This Week in Armenian History

Birth of George Avakian (March 15, 1919)

Record producer and artist manager George Avakian was best known for his work in major American recording companies (Decca, Columbia, Warner, RCA) from 1939 to the early 1960 and as a major force in the expansion of development of U.S. recording industry. Names like Louis Armstrong, Miles Davis, Duke Ellington, Benny Goodman, Bob Newhart, John Cage, Alan Hovhaness, Ravi Shankar, and many others were among the luminaries that worked with him. 

George Mesrop Avakian was born on March 15, 1919, in Armavir, in the Northern Caucasus (Russia); the family moved to the United States in July 1923. His younger brother was photographer and filmmaker Aram Avakian (1926–1987). George Avakian became a jazz fan in his early teens through listening to the radio at night. He began amassing his enormous collection of jazz recordings while attending Horace Mann School.   
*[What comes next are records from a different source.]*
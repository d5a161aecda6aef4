//! Declarative content guardrails applied to every candidate.
//!
//! The catalog is a fixed, versioned rule set, read-only after process
//! start. Evaluation is pure and never short-circuits: every rule runs
//! and every hit is collected, so the validator can log full diagnostics
//! even when it ultimately acts on only the most severe one.
//!
//! Rules come in two kinds. `Reject` rules invalidate the whole
//! candidate. `SilentFilter` rules strip the offending span and let the
//! candidate continue as repaired; the end user never sees an error for
//! these, only cleaner text.

use regex::Regex;
use serde::{Deserialize, Serialize};
use std::ops::Range;
use std::path::Path;
use thiserror::Error;
use tracing::debug;

/// Content category a rule polices.
#[derive(Debug, Clone, Copy, PartialEq, Eq, Serialize, Deserialize)]
#[serde(rename_all = "snake_case")]
pub enum Category {
    Insult,
    SexualContent,
    ViolenceGlorification,
    CriminalGlorification,
    TargetedBias,
    ClichePhrase,
    FormattingTrap,
}

impl std::fmt::Display for Category {
    fn fmt(&self, f: &mut std::fmt::Formatter<'_>) -> std::fmt::Result {
        let s = match self {
            Category::Insult => "insult/contempt",
            Category::SexualContent => "explicit sexual content",
            Category::ViolenceGlorification => "violence glorification",
            Category::CriminalGlorification => "criminal glorification",
            Category::TargetedBias => "targeted bias",
            Category::ClichePhrase => "cliché phrase",
            Category::FormattingTrap => "formatting trap",
        };
        f.write_str(s)
    }
}

/// What a matching rule does to the candidate.
#[derive(Debug, Clone, Copy, PartialEq, Eq, Serialize, Deserialize)]
#[serde(rename_all = "snake_case")]
pub enum RuleAction {
    /// Strip the offending span; the candidate continues as repaired.
    SilentFilter,
    /// The whole candidate is non-viable.
    Reject,
}

/// Rule matcher, serializable so catalogs can be loaded from JSON.
#[derive(Debug, Clone, Serialize, Deserialize)]
#[serde(tag = "kind", rename_all = "snake_case")]
pub enum Matcher {
    /// Case-insensitive whole-phrase match for any listed phrase.
    Phrases { phrases: Vec<String> },
    /// Arbitrary regex (for formatting traps).
    Pattern { pattern: String },
}

/// Catalog load/parse failure. Separate from [`EngineError`](crate::error::EngineError)
/// because catalog loading happens at startup, not per request.
#[derive(Debug, Error)]
pub enum CatalogError {
    #[error("failed to read catalog file: {0}")]
    Io(#[from] std::io::Error),
    #[error("failed to parse catalog: {0}")]
    Parse(#[from] serde_json::Error),
    #[error("rule \"{rule}\" has an invalid matcher: {source}")]
    BadMatcher {
        rule: String,
        source: regex::Error,
    },
}

/// One guardrail rule with its compiled matcher.
#[derive(Debug, Clone)]
pub struct GuardrailRule {
    pub name: String,
    pub category: Category,
    pub action: RuleAction,
    regex: Regex,
}

/// Serialized form of a rule (matcher uncompiled).
#[derive(Debug, Clone, Serialize, Deserialize)]
struct RuleSpec {
    name: String,
    category: Category,
    action: RuleAction,
    matcher: Matcher,
}

impl GuardrailRule {
    fn compile(spec: RuleSpec) -> Result<Self, CatalogError> {
        let pattern = match &spec.matcher {
            Matcher::Phrases { phrases } => {
                let escaped: Vec<String> =
                    phrases.iter().map(|p| regex::escape(p)).collect();
                format!(r"(?i)\b(?:{})\b", escaped.join("|"))
            }
            Matcher::Pattern { pattern } => pattern.clone(),
        };
        let regex = Regex::new(&pattern).map_err(|source| CatalogError::BadMatcher {
            rule: spec.name.clone(),
            source,
        })?;
        Ok(Self {
            name: spec.name,
            category: spec.category,
            action: spec.action,
            regex,
        })
    }
}

/// One rule match against one candidate's text.
#[derive(Debug, Clone, PartialEq, Eq)]
pub struct GuardrailHit {
    pub rule: String,
    pub category: Category,
    pub action: RuleAction,
    /// Byte range of the match in the evaluated text.
    pub span: Range<usize>,
    pub matched: String,
}

/// Serialized catalog shape.
#[derive(Debug, Serialize, Deserialize)]
struct CatalogSpec {
    version: String,
    rules: Vec<RuleSpec>,
}

/// The versioned guardrail catalog.
#[derive(Debug, Clone)]
pub struct GuardrailCatalog {
    pub version: String,
    rules: Vec<GuardrailRule>,
}

impl Default for GuardrailCatalog {
    fn default() -> Self {
        Self::builtin()
    }
}

impl GuardrailCatalog {
    /// The built-in rule set.
    pub fn builtin() -> Self {
        let spec = CatalogSpec {
            version: "builtin-2".into(),
            rules: builtin_rules(),
        };
        Self::from_spec(spec).expect("builtin catalog must compile")
    }

    /// Load a catalog from a JSON string.
    pub fn from_json_str(json: &str) -> Result<Self, CatalogError> {
        let spec: CatalogSpec = serde_json::from_str(json)?;
        Self::from_spec(spec)
    }

    /// Load a catalog from a JSON file.
    pub fn from_path(path: impl AsRef<Path>) -> Result<Self, CatalogError> {
        let json = std::fs::read_to_string(path)?;
        Self::from_json_str(&json)
    }

    fn from_spec(spec: CatalogSpec) -> Result<Self, CatalogError> {
        let rules = spec
            .rules
            .into_iter()
            .map(GuardrailRule::compile)
            .collect::<Result<Vec<_>, _>>()?;
        debug!(
            "guardrail catalog {} loaded ({} rules)",
            spec.version,
            rules.len()
        );
        Ok(Self {
            version: spec.version,
            rules,
        })
    }

    pub fn rule_count(&self) -> usize {
        self.rules.len()
    }

    /// Evaluate every rule against `text`, collecting all hits.
    pub fn evaluate(&self, text: &str) -> Vec<GuardrailHit> {
        let mut hits = Vec::new();
        for rule in &self.rules {
            for m in rule.regex.find_iter(text) {
                hits.push(GuardrailHit {
                    rule: rule.name.clone(),
                    category: rule.category,
                    action: rule.action,
                    span: m.range(),
                    matched: m.as_str().to_string(),
                });
            }
        }
        hits
    }

    /// Strip the spans of all silent-filter hits out of `text`.
    ///
    /// Rewrite strategy is omission: the span is removed and surrounding
    /// whitespace collapsed. Returns the rewritten text and the hits that
    /// were applied. Reject hits are left untouched for the caller.
    pub fn apply_silent_filters(
        &self,
        text: &str,
        hits: &[GuardrailHit],
    ) -> (String, Vec<GuardrailHit>) {
        let mut filtered: Vec<GuardrailHit> = hits
            .iter()
            .filter(|h| h.action == RuleAction::SilentFilter)
            .cloned()
            .collect();
        if filtered.is_empty() {
            return (text.to_string(), filtered);
        }
        // Walk spans left to right, clamping any span that overlaps an
        // already stripped region so its tail is removed too.
        filtered.sort_by_key(|h| h.span.start);
        let mut out = String::new();
        let mut cursor = 0usize;
        for hit in &filtered {
            if hit.span.end <= cursor {
                continue;
            }
            let start = hit.span.start.max(cursor);
            out.push_str(text.get(cursor..start).unwrap_or(""));
            cursor = hit.span.end;
        }
        out.push_str(text.get(cursor..).unwrap_or(""));

        let collapsed = collapse_whitespace(&out);
        (collapsed, filtered)
    }
}

/// Collapse runs of whitespace and trim, as the original output sanitizer
/// did.
fn collapse_whitespace(text: &str) -> String {
    let mut out = String::with_capacity(text.len());
    let mut last_space = false;
    for ch in text.chars() {
        if ch.is_whitespace() {
            if !last_space && !out.is_empty() {
                out.push(' ');
            }
            last_space = true;
        } else {
            out.push(ch);
            last_space = false;
        }
    }
    out.trim_end().to_string()
}

fn phrase_rule(
    name: &str,
    category: Category,
    action: RuleAction,
    phrases: &[&str],
) -> RuleSpec {
    RuleSpec {
        name: name.into(),
        category,
        action,
        matcher: Matcher::Phrases {
            phrases: phrases.iter().map(|p| (*p).to_string()).collect(),
        },
    }
}

fn builtin_rules() -> Vec<RuleSpec> {
    vec![
        phrase_rule(
            "insult-contempt",
            Category::Insult,
            RuleAction::Reject,
            &[
                "pathetic", "loser", "idiot", "moron", "disgusting", "worthless",
                "out of your league",
            ],
        ),
        phrase_rule(
            "explicit-sexual",
            Category::SexualContent,
            RuleAction::Reject,
            &["send nudes", "dtf", "netflix and chill", "one night stand"],
        ),
        phrase_rule(
            "violence-glorification",
            Category::ViolenceGlorification,
            RuleAction::Reject,
            &[
                "deserves a beating",
                "deserves to die",
                "beat them up",
                "knock them out",
            ],
        ),
        phrase_rule(
            "criminal-glorification",
            Category::CriminalGlorification,
            RuleAction::Reject,
            &["get away with it", "shoplifting is easy", "fake id"],
        ),
        phrase_rule(
            "targeted-bias",
            Category::TargetedBias,
            RuleAction::Reject,
            &["people like them", "those people", "their kind"],
        ),
        phrase_rule(
            "cliche-blacklist",
            Category::ClichePhrase,
            RuleAction::SilentFilter,
            &[
                "challenge accepted",
                "sorry not sorry",
                "roast me",
                "literally dying",
                "vibe check",
            ],
        ),
        RuleSpec {
            name: "emoji-spam".into(),
            category: Category::FormattingTrap,
            action: RuleAction::SilentFilter,
            matcher: Matcher::Pattern {
                pattern: r"[\x{1F600}-\x{1F64F}]{4,}".into(),
            },
        },
        RuleSpec {
            name: "ascii-art".into(),
            category: Category::FormattingTrap,
            action: RuleAction::SilentFilter,
            matcher: Matcher::Pattern {
                pattern: r"[|_\-/\\]{5,}".into(),
            },
        },
        RuleSpec {
            name: "caps-lock-run".into(),
            category: Category::FormattingTrap,
            action: RuleAction::SilentFilter,
            matcher: Matcher::Pattern {
                pattern: r"\b[A-Z]{2,}(?:\s+[A-Z]{2,}){2,}\b".into(),
            },
        },
    ]
}

#[cfg(test)]
mod tests {
    use super::*;
    use std::io::Write;

    #[test]
    fn clean_text_produces_no_hits() {
        let catalog = GuardrailCatalog::default();
        assert!(catalog.evaluate("Your dog looks like great hiking company!").is_empty());
    }

    #[test]
    fn reject_rule_flags_whole_candidate() {
        let catalog = GuardrailCatalog::default();
        let hits = catalog.evaluate("honestly your taste is pathetic");
        assert_eq!(hits.len(), 1);
        assert_eq!(hits[0].category, Category::Insult);
        assert_eq!(hits[0].action, RuleAction::Reject);
    }

    #[test]
    fn all_violations_collected_not_short_circuited() {
        let catalog = GuardrailCatalog::default();
        let hits = catalog.evaluate("You loser, netflix and chill? sorry not sorry");
        let categories: Vec<_> = hits.iter().map(|h| h.category).collect();
        assert!(categories.contains(&Category::Insult));
        assert!(categories.contains(&Category::SexualContent));
        assert!(categories.contains(&Category::ClichePhrase));
    }

    #[test]
    fn silent_filter_strips_span_by_omission() {
        let catalog = GuardrailCatalog::default();
        let text = "That movie was great, sorry not sorry, we should go sometime.";
        let hits = catalog.evaluate(text);
        let (rewritten, applied) = catalog.apply_silent_filters(text, &hits);
        assert_eq!(applied.len(), 1);
        assert!(!rewritten.contains("sorry not sorry"));
        assert!(rewritten.contains("That movie was great"));
        assert!(rewritten.contains("we should go sometime"));
    }

    #[test]
    fn caps_lock_run_is_silently_filtered() {
        let catalog = GuardrailCatalog::default();
        let hits = catalog.evaluate("hey THIS IS VERY LOUD INDEED right");
        assert_eq!(hits.len(), 1);
        assert_eq!(hits[0].category, Category::FormattingTrap);
        assert_eq!(hits[0].action, RuleAction::SilentFilter);
    }

    #[test]
    fn overlapping_silent_spans_are_fully_stripped() {
        let catalog = GuardrailCatalog::default();
        let text = "one two three four";
        let hit = |rule: &str, span: std::ops::Range<usize>, matched: &str| GuardrailHit {
            rule: rule.into(),
            category: Category::ClichePhrase,
            action: RuleAction::SilentFilter,
            span,
            matched: matched.into(),
        };
        let hits = vec![
            hit("a", 4..13, "two three"),
            hit("b", 8..18, "three four"),
        ];
        let (rewritten, applied) = catalog.apply_silent_filters(text, &hits);
        assert_eq!(applied.len(), 2);
        assert_eq!(rewritten, "one");
    }

    #[test]
    fn rewrite_leaves_reject_hits_alone() {
        let catalog = GuardrailCatalog::default();
        let text = "you absolute loser";
        let hits = catalog.evaluate(text);
        let (rewritten, applied) = catalog.apply_silent_filters(text, &hits);
        assert!(applied.is_empty());
        assert_eq!(rewritten, text);
    }

    #[test]
    fn catalog_loads_from_json_file() {
        let json = r#"{
            "version": "test-1",
            "rules": [
                {
                    "name": "no-pineapple",
                    "category": "cliche_phrase",
                    "action": "silent_filter",
                    "matcher": { "kind": "phrases", "phrases": ["pineapple on pizza"] }
                }
            ]
        }"#;
        let mut file = tempfile::NamedTempFile::new().unwrap();
        file.write_all(json.as_bytes()).unwrap();

        let catalog = GuardrailCatalog::from_path(file.path()).unwrap();
        assert_eq!(catalog.version, "test-1");
        assert_eq!(catalog.rule_count(), 1);
        assert_eq!(catalog.evaluate("hot take: pineapple on pizza rules").len(), 1);
    }

    #[test]
    fn bad_pattern_is_a_typed_error() {
        let json = r#"{
            "version": "test-2",
            "rules": [
                {
                    "name": "broken",
                    "category": "formatting_trap",
                    "action": "reject",
                    "matcher": { "kind": "pattern", "pattern": "([unclosed" }
                }
            ]
        }"#;
        let err = GuardrailCatalog::from_json_str(json).unwrap_err();
        assert!(matches!(err, CatalogError::BadMatcher { .. }));
    }
}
While Avakian was still at Yale University, Decca Records hired him to produce his first recording, Chicago Jazz (1940), featuring musicians such as guitarist Eddie Condon, trumpeter Jimmy McPartland, and drummer George Wettling. It became known as the first “jazz album,” which consisted of six 78 rpm records, complete with Avakian’s liner note essay, and set the template for future jazz releases.  

By 1940, the swing era was in full bloom, and Columbia Broadcasting System was the home of much recorded jazz after having acquired the bankrupt American Record Corporation. It decided to form a subsidiary called Columbia Records, and Avakian was tapped to produce a reissue series. He returned to Columbia Records after serving in the US Army during the war and was responsible for the Popular Music and International divisions. He continued production of the Hot Jazz Classics series, as well as the Special Editions and Archives series. He was also assigned the role of head of popular albums, part of which involved issuing the first 100 pop records in the 33 1⁄3 rpm long-playing format, a new technology perfected by Columbia that represented a marketing innovation no less than a technical one. Beyond the LP, he made Columbia the first major record company to record live performances of jazz and popular music. He was also one of the first producers of popular music to fully embrace multitrack recording and tape editing techniques.  

At around the same time, George Avakian met his future wife, violinist Anahid Ajemian (1925–2016), who was at the dawn of her major career. They married in 1948 and had a marriage of 68 years and three children. In 1957, Avakian and Ajemian produced a three-concert series at Town Hall titled Music for Moderns, featuring jazz musicians and modern composers on the same bill, a very unusual venture for its time.  

Avakian taught one of the first academic jazz history courses at New York University in 1948 and was one of the co-founders of the National Association of Recording Arts and Sciences (now known as The Recording Academy, which presents the Grammy Awards) in 1957; he served as its president from 1966 to 1967.  

He departed from Columbia in 1958 after a groundbreaking 12-year run. After a short stint as co-owner of the much smaller Pacific Jazz label, Avakian was invited, along with his former Columbia colleague Jim Conkling, to form a record company for Warner Brothers. He left Warner in 1960 to sign on as manager of popular artists and repertoire for RCA, which gave him the opportunity to work once again with jazz musicians until he left in 1964. He began working at Avakian Brothers, and through the rest of the 1960s and into the 1970s, he managed his own artists.  

Throughout his career, Avakian worked hard to foster intercultural exchange between the United States and the Soviet Union. He was the first to record Soviet and American artists together (Pavel Lisitsian Sings Armenian Songs With Maro Ajemian at The Piano, 1960). After organizing the 1962 tour of Benny Goodman and Charles Lloyd’s successful Tallinn appearance in 1967, Avakian assisted Duke Ellington and the Thad Jones/Mel Lewis orchestras in planning their Soviet visits. He also sponsored the first performance by Soviet musicians in the United States (1988) and arranged for the Branford Marsalis Quartet to play at the Moscow International Jazz Festival in 1990. For his lifelong efforts, the Soviet Composers Union successfully pushed for Avakian to receive the Soviet highest honor, the Order of Lenin, in 1990.   

From the 1970s to the 2000s, Avakian continued to keep his hand in occasional record productions, and during the 1980s, he managed two vocalists, Helen Merrill and Datevik Hovanesian. He also remained active in jazz research and writing and discovered several previously unknown Louis Armstrong compositions at the Library of Congress.  

Avakian died on November 22, 2017, at the age of 98 in New York City.